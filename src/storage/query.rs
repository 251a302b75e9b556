//! Filtered, sorted, paged reads over the entry table.
//!
//! Filtering and ordering are pushed into SQL. Each sort key matches an
//! index whose last column is `path`, so the order is total and a page is
//! read straight off the index.

use rusqlite::types::Value;
use rusqlite::Connection;
use serde::{Deserialize, Serialize};

use super::db_err;
use super::entries::{row_to_entry, ENTRY_COLUMNS};
use super::models::Entry;
use crate::Result;

/// Case-insensitive word filter.
///
/// The text is lower-cased and split on whitespace. A row matches when
/// every word occurs somewhere in its lower-cased full path. An empty
/// filter matches every row.
#[derive(Debug, Clone, Default, PartialEq, Eq)]
pub struct Filter {
    words: Vec<String>,
}

impl Filter {
    /// Parse filter text as typed by the user.
    #[must_use]
    pub fn parse(text: &str) -> Self {
        Self {
            words: text.split_whitespace().map(str::to_lowercase).collect(),
        }
    }

    /// Filter matching everything.
    #[must_use]
    pub fn all() -> Self {
        Self::default()
    }

    /// Lower-cased words that must all match.
    #[must_use]
    pub fn words(&self) -> &[String] {
        &self.words
    }

    /// Whether the filter matches everything.
    #[must_use]
    pub fn is_empty(&self) -> bool {
        self.words.is_empty()
    }

    /// Same matching rule as the SQL clause, applied to one entry.
    #[must_use]
    pub fn matches(&self, entry: &Entry) -> bool {
        let key = entry.search_key();
        self.words.iter().all(|w| key.contains(w.as_str()))
    }

    fn where_clause(&self) -> (String, Vec<Value>) {
        if self.words.is_empty() {
            return (String::new(), Vec::new());
        }

        let clause = self
            .words
            .iter()
            .map(|_| "instr(search_key, ?) > 0")
            .collect::<Vec<_>>()
            .join(" AND ");
        let params = self.words.iter().cloned().map(Value::Text).collect();

        (format!("WHERE {clause}"), params)
    }
}

/// Column to order by.
#[derive(Debug, Clone, Copy, PartialEq, Eq, Hash, Serialize, Deserialize)]
#[serde(rename_all = "lowercase")]
pub enum SortKey {
    /// File name, case-insensitive.
    Name,
    /// Containing directory, then name.
    Directory,
    /// Size in bytes.
    Size,
    /// Modification time.
    Modified,
    /// Full path.
    Path,
}

/// Sort direction.
#[derive(Debug, Clone, Copy, PartialEq, Eq, Hash, Serialize, Deserialize)]
#[serde(rename_all = "lowercase")]
pub enum SortOrder {
    Ascending,
    Descending,
}

impl SortOrder {
    const fn sql(self) -> &'static str {
        match self {
            Self::Ascending => "ASC",
            Self::Descending => "DESC",
        }
    }
}

/// Sort column plus direction.
#[derive(Debug, Clone, Copy, PartialEq, Eq, Hash, Serialize, Deserialize)]
pub struct SortSpec {
    pub key: SortKey,
    pub order: SortOrder,
}

impl Default for SortSpec {
    /// Largest entries first.
    fn default() -> Self {
        Self {
            key: SortKey::Size,
            order: SortOrder::Descending,
        }
    }
}

impl SortSpec {
    /// Create a sort spec.
    #[must_use]
    pub const fn new(key: SortKey, order: SortOrder) -> Self {
        Self { key, order }
    }

    /// `ORDER BY` body. One direction for every column, so the matching
    /// index can be scanned forwards or backwards.
    fn order_clause(self) -> String {
        let dir = self.order.sql();
        match self.key {
            SortKey::Name => format!("name COLLATE NOCASE {dir}, path {dir}"),
            SortKey::Directory => format!(
                "parent_path COLLATE NOCASE {dir}, name COLLATE NOCASE {dir}, path {dir}"
            ),
            SortKey::Size => format!("size {dir}, path {dir}"),
            SortKey::Modified => format!("mtime_ns {dir}, path {dir}"),
            SortKey::Path => format!("path {dir}"),
        }
    }
}

fn to_sql_int(value: u64) -> i64 {
    i64::try_from(value).unwrap_or(i64::MAX)
}

/// Read one page of matching entries.
///
/// Returns at most `limit` rows in `sort` order, skipping the first
/// `offset` matches. Runs as a single statement, so the page comes from one
/// read snapshot even while a sync pass commits batches.
///
/// # Errors
///
/// Returns an error if the database query fails.
pub fn page(
    conn: &Connection,
    filter: &Filter,
    sort: SortSpec,
    offset: u64,
    limit: u64,
) -> Result<Vec<Entry>> {
    if limit == 0 {
        return Ok(Vec::new());
    }

    let (where_clause, mut params) = filter.where_clause();
    params.push(Value::Integer(to_sql_int(limit)));
    params.push(Value::Integer(to_sql_int(offset)));

    let sql = format!(
        "SELECT {ENTRY_COLUMNS} FROM entries {where_clause} ORDER BY {} LIMIT ? OFFSET ?",
        sort.order_clause()
    );

    let mut stmt = conn.prepare_cached(&sql).map_err(db_err)?;
    let rows = stmt
        .query_map(rusqlite::params_from_iter(params), row_to_entry)
        .map_err(db_err)?
        .collect::<std::result::Result<Vec<_>, _>>()
        .map_err(db_err)?;

    Ok(rows)
}

/// Count entries matching a filter.
///
/// # Errors
///
/// Returns an error if the database query fails.
pub fn count(conn: &Connection, filter: &Filter) -> Result<u64> {
    let (where_clause, params) = filter.where_clause();
    let sql = format!("SELECT COUNT(*) FROM entries {where_clause}");

    let mut stmt = conn.prepare_cached(&sql).map_err(db_err)?;
    let n: i64 = stmt
        .query_row(rusqlite::params_from_iter(params), |row| row.get(0))
        .map_err(db_err)?;

    Ok(u64::try_from(n).unwrap_or(0))
}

-*-*-

→ TASK BRIEF: From the data above, copy out every line with the string "impl" in it.

→ WRITTEN RESPONSE:
impl Filter {
impl SortOrder {
impl Default for SortSpec {
impl SortSpec {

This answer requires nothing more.